Data for the task section start
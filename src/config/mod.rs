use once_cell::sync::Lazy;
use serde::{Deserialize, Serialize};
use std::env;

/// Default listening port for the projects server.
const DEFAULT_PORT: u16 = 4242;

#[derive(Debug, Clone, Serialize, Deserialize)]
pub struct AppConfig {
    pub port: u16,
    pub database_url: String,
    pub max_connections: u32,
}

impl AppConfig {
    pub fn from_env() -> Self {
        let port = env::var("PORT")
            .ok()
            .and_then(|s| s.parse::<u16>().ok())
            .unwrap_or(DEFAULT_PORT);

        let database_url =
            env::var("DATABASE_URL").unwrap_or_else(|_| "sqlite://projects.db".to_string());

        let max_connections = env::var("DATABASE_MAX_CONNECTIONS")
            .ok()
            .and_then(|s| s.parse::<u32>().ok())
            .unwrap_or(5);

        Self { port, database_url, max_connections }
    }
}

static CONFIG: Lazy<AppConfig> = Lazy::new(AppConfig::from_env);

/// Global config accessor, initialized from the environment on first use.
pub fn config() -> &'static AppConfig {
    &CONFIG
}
Data for the task section end
Data for the task section start
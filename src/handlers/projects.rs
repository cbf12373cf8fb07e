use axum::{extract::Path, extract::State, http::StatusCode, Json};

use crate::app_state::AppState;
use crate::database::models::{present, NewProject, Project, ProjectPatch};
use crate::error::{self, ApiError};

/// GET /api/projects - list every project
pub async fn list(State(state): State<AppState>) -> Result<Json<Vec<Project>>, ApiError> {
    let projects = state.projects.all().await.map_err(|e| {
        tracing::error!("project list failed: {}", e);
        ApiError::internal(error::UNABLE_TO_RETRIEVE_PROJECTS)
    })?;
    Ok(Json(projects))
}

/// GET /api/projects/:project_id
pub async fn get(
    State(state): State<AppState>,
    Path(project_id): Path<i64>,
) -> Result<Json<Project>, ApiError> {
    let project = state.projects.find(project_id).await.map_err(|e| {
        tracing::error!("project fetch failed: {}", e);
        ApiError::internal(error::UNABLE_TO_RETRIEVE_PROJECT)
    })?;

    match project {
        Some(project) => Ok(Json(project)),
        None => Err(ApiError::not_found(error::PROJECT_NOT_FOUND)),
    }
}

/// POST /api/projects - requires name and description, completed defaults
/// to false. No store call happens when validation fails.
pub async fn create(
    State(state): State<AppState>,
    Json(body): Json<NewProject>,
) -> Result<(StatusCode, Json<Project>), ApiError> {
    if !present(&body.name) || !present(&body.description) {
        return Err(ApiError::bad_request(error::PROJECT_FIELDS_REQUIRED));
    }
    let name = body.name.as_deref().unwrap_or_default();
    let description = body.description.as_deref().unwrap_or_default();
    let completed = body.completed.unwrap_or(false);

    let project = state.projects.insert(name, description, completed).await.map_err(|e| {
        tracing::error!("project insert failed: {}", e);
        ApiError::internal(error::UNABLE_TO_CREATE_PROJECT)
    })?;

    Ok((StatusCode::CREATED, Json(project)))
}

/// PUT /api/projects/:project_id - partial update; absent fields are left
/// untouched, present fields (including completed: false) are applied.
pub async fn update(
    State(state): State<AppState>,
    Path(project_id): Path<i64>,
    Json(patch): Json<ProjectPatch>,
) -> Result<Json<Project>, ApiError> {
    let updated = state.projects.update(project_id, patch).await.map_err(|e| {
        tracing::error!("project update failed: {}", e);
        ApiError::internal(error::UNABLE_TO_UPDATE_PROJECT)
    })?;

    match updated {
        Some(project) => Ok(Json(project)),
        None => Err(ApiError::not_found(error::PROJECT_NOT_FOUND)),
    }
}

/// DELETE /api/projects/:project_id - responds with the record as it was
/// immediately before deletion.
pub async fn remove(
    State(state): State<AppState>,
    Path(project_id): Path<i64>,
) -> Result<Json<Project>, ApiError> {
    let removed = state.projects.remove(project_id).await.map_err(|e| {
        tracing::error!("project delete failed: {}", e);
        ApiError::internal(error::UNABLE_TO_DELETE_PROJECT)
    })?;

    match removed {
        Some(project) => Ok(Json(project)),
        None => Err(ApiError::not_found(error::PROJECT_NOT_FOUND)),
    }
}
Data for the task section end
Data for the task section start
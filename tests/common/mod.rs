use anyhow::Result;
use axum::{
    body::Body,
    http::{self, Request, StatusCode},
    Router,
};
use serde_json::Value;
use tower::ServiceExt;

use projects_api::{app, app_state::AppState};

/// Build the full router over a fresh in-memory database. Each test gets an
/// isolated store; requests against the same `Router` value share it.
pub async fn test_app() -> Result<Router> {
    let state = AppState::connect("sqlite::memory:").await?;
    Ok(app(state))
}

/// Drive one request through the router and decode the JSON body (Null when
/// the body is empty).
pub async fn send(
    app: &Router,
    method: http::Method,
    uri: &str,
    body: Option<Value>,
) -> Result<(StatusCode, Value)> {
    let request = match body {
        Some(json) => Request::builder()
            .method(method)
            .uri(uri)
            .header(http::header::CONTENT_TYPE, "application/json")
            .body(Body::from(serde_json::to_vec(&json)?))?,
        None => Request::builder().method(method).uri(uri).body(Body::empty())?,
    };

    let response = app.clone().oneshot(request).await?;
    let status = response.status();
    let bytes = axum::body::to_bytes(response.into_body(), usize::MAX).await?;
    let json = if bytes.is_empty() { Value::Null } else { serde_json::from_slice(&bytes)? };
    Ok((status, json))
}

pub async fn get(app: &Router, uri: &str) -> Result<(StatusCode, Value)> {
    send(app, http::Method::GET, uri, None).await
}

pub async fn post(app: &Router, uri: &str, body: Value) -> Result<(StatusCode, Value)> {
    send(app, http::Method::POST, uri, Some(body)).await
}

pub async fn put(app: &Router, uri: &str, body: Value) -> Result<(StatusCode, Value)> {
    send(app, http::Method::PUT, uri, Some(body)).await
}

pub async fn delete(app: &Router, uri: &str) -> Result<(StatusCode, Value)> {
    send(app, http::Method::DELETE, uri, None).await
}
Data for the task section end
Brief:
Only the lines above from the line with "filename src/config/mod.rs" to the line with "#[derive(Debug, Clone, Serialize, Deserialize)]", those two lines included, should be reproduced exactly.

Result of this exercise:
filename src/config/mod.rs
use once_cell::sync::Lazy;
use serde::{Deserialize, Serialize};
use std::env;

/// Default listening port for the projects server.
const DEFAULT_PORT: u16 = 4242;

#[derive(Debug, Clone, Serialize, Deserialize)]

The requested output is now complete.